Sleep researchers agree: a good night's sleep is essential. Almost a quarter of Dutch people aged 25 and older had sleep problems in 2018, according to a CBS survey. Young people also often sleep too short and badly, which affects their brain development. Worrying, sleeping late due to homework, and media use are the main causes (source: Brain Foundation). And yet sleep is so important for your daily functioning and health. Long-term sleep deprivation increases the risk of obesity, Alzheimer's disease, depression and cardiovascular disease.
Even though more and more people are sleeping worse and shorter - we sleep 20% shorter on average than we did a century ago - the importance of good sleep remains too often underexposed. A relaxed brain is the most important thing for good sleep. Worrying and negative thoughts prevent us from relaxing (source). Somnox's sleep robot was developed to address precisely this problem by harnessing the relaxing power of breathing in a simple way.
"Somnox's calm breathing helps reduce busy thoughts and feelings of stress, which for many is the biggest roadblock to a healthy night's sleep," said Julian Jagtenberg, Somnox co-founder & CEO.
Positive impact on sleep and stress
To increase the impact of the Somnox on sleep quality, the company regularly conducts quantitative and qualitative studies among their users.

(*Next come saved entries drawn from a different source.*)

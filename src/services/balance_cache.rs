use std::collections::HashMap;
use std::sync::{Arc, PoisonError, RwLock};

use chrono::{DateTime, Duration, Utc};

use crate::models::balance::BalanceResponse;

#[derive(Debug, Clone)]
pub struct CacheEntry {
    pub data: BalanceResponse,
    pub timestamp: DateTime<Utc>,
}

impl CacheEntry {
    pub fn new(data: BalanceResponse) -> Self {
        Self {
            data,
            timestamp: Utc::now(),
        }
    }

    pub fn is_fresh(&self, ttl: Duration, now: DateTime<Utc>) -> bool {
        now - self.timestamp < ttl
    }
}

/// Address-keyed response cache with passive expiry.
///
/// Keys are stored exactly as given, so differently-cased spellings of one
/// address are separate entries. Nothing is ever evicted.
#[derive(Clone)]
pub struct BalanceCache {
    entries: Arc<RwLock<HashMap<String, CacheEntry>>>,
    ttl: Duration,
}

impl BalanceCache {
    pub fn new(ttl: Duration) -> Self {
        Self {
            entries: Arc::new(RwLock::new(HashMap::new())),
            ttl,
        }
    }

    /// Returns the entry for `address` if it is still fresh.
    pub fn get(&self, address: &str) -> Option<CacheEntry> {
        let entries = self.entries.read().unwrap_or_else(PoisonError::into_inner);
        entries
            .get(address)
            .filter(|entry| entry.is_fresh(self.ttl, Utc::now()))
            .cloned()
    }

    /// Replaces any previous entry for `address`.
    pub fn set(&self, address: &str, entry: CacheEntry) {
        let mut entries = self.entries.write().unwrap_or_else(PoisonError::into_inner);
        entries.insert(address.to_string(), entry);
    }

    pub fn len(&self) -> usize {
        self.entries.read().unwrap_or_else(PoisonError::into_inner).len()
    }
}

#[cfg(test)]
mod tests {
    use super::*;
    use crate::models::token::FormattedBalance;

    const ADDRESS: &str = "0xd8dA6BF26964aF9D7eEd9e03E53415D37aA96045";

    fn response(eth: &str) -> BalanceResponse {
        BalanceResponse {
            tokens: vec![FormattedBalance {
                symbol: "ETH".to_string(),
                balance: eth.to_string(),
            }],
            success: true,
        }
    }

    fn aged(data: BalanceResponse, seconds: i64) -> CacheEntry {
        CacheEntry {
            data,
            timestamp: Utc::now() - Duration::seconds(seconds),
        }
    }

    #[test]
    fn returns_fresh_entry() {
        let cache = BalanceCache::new(Duration::seconds(60));
        cache.set(ADDRESS, CacheEntry::new(response("1.5")));

        let entry = cache.get(ADDRESS).expect("entry should be fresh");
        assert_eq!(entry.data, response("1.5"));
    }

    #[test]
    fn missing_key_is_a_miss() {
        let cache = BalanceCache::new(Duration::seconds(60));
        assert!(cache.get(ADDRESS).is_none());
        assert_eq!(cache.len(), 0);
    }

    #[test]
    fn stale_entry_is_ignored_but_kept() {
        let cache = BalanceCache::new(Duration::seconds(60));
        cache.set(ADDRESS, aged(response("1"), 61));

        assert!(cache.get(ADDRESS).is_none());
        assert_eq!(cache.len(), 1);
    }

    #[test]
    fn entry_at_exactly_ttl_is_stale() {
        let entry = aged(response("1"), 0);
        let ttl = Duration::seconds(60);
        assert!(entry.is_fresh(ttl, entry.timestamp + Duration::seconds(59)));
        assert!(!entry.is_fresh(ttl, entry.timestamp + ttl));
    }

    #[test]
    fn set_overwrites_previous_entry() {
        let cache = BalanceCache::new(Duration::seconds(60));
        cache.set(ADDRESS, aged(response("1"), 61));
        cache.set(ADDRESS, CacheEntry::new(response("2")));

        assert_eq!(cache.get(ADDRESS).map(|e| e.data), Some(response("2")));
        assert_eq!(cache.len(), 1);
    }

    #[test]
    fn keys_are_case_sensitive() {
        let cache = BalanceCache::new(Duration::seconds(60));
        cache.set(ADDRESS, CacheEntry::new(response("1")));

        assert!(cache.get(&ADDRESS.to_lowercase()).is_none());
    }

    #[test]
    fn clones_share_storage() {
        let cache = BalanceCache::new(Duration::seconds(60));
        let handle = cache.clone();
        handle.set(ADDRESS, CacheEntry::new(response("3")));

        assert!(cache.get(ADDRESS).is_some());
    }
}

Recently, the first scientific study on the impact of Somnox 2 on experiencing sleep problems and stress was completed in collaboration with sleep scientist Roy Raymann. In it, the positive impact of sleeping with Somnox on sleep and stress is significantly confirmed.
83% of users wake up at night less often
74% experience less stress
98% of participants experience fewer sleep problems
Sleeping with Somnox 2 thus seems like a natural solution to improve sleep.
"The stories we hear back give us goosebumps. From police officers with PSTD who are finally able to sleep again, children with nightmares or menopausal women who want to reduce their sleep medication. Sleep is such a fundamental thing - it determines the quality of your life. In this respect, there is a special story behind every client. We get out of bed for that. Together with our community, making good sleep accessible in a natural way." - Julian Jagtenberg, co-founder & CEO Somnox
The road to 100 million by 2030
It is a small step in the company's larger mission. Ultimately, the goal is to help 100 million people sleep by 2030, and more is needed to get there. Efforts include sharing knowledge around sleep, breathing and mental health through channels such as Instagram and TikTok (somnox.sleep), as well as various innovations that will also need to appeal to other audiences. For example, the sleep subscription was recently launched - Try & Buy - where the possibility is offered to try out the tool for €34.95 per month.